Problem description:
Locate the line that contains "fn pearson(x: &[f64], y: &[f64])" in the entries below, then repeat it and every following line through the line that contains "missing or non-positive.", exactly, and no others.

Data supplied:
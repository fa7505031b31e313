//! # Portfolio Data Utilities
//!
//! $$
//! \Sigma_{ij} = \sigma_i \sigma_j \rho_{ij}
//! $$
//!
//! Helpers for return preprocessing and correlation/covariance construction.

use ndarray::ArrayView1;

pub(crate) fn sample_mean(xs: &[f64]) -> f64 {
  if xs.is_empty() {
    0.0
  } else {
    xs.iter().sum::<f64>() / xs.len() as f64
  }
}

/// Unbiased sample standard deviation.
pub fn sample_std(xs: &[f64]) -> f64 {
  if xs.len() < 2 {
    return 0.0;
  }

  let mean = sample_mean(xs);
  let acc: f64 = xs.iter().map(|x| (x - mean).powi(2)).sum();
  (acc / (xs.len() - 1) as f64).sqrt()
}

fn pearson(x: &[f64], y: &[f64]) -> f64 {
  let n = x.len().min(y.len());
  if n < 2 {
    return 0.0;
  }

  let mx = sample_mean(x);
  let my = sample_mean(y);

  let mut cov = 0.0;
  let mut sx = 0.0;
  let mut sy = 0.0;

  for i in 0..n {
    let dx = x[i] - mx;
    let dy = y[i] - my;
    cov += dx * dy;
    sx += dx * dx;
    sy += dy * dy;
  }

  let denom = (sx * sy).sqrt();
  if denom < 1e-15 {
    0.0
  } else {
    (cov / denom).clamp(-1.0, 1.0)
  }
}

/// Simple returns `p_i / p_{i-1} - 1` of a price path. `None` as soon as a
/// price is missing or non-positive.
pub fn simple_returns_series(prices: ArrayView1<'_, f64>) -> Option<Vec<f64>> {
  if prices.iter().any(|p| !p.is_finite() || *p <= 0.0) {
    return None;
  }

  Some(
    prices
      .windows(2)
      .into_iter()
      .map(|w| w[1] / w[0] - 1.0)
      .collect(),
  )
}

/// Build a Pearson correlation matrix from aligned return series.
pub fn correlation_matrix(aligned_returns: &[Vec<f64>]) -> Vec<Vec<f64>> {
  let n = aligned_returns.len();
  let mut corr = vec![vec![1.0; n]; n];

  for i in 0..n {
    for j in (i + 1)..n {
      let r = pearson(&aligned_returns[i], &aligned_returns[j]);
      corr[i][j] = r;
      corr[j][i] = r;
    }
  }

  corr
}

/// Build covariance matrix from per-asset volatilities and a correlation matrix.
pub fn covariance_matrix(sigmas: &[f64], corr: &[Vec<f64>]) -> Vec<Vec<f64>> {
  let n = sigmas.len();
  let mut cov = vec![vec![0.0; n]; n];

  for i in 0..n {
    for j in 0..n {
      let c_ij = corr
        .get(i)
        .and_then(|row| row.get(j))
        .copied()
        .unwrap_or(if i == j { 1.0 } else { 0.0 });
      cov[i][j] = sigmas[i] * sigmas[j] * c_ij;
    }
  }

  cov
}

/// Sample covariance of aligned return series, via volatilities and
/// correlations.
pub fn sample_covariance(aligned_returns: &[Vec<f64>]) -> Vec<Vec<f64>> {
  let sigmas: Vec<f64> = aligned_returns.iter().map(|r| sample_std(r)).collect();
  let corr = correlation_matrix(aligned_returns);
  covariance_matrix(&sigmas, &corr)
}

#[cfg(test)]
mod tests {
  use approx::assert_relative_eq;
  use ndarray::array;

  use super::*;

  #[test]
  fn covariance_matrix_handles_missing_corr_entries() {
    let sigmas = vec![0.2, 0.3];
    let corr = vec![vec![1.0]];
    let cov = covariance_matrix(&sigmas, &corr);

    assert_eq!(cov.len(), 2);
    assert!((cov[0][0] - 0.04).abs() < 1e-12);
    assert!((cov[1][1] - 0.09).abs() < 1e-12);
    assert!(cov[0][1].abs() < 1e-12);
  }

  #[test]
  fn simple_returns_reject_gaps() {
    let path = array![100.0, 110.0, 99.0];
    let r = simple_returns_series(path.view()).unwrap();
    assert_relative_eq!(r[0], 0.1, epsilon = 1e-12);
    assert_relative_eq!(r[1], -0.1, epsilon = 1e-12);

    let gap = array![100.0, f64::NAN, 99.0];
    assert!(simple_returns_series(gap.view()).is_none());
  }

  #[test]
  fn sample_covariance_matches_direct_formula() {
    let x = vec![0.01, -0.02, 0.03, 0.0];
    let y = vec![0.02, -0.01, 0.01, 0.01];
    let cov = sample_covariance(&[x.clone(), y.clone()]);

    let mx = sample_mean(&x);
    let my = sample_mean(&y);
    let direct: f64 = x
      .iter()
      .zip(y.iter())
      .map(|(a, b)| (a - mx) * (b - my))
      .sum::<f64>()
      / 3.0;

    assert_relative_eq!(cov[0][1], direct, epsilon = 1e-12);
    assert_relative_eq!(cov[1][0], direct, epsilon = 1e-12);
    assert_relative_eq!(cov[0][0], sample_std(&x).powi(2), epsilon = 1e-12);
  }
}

Solution to the problem:
fn pearson(x: &[f64], y: &[f64]) -> f64 {
  let n = x.len().min(y.len());
  if n < 2 {
    return 0.0;
  }

  let mx = sample_mean(x);
  let my = sample_mean(y);

  let mut cov = 0.0;
  let mut sx = 0.0;
  let mut sy = 0.0;

  for i in 0..n {
    let dx = x[i] - mx;
    let dy = y[i] - my;
    cov += dx * dy;
    sx += dx * dx;
    sy += dy * dy;
  }

  let denom = (sx * sy).sqrt();
  if denom < 1e-15 {
    0.0
  } else {
    (cov / denom).clamp(-1.0, 1.0)
  }
}

/// Simple returns `p_i / p_{i-1} - 1` of a price path. `None` as soon as a
/// price is missing or non-positive.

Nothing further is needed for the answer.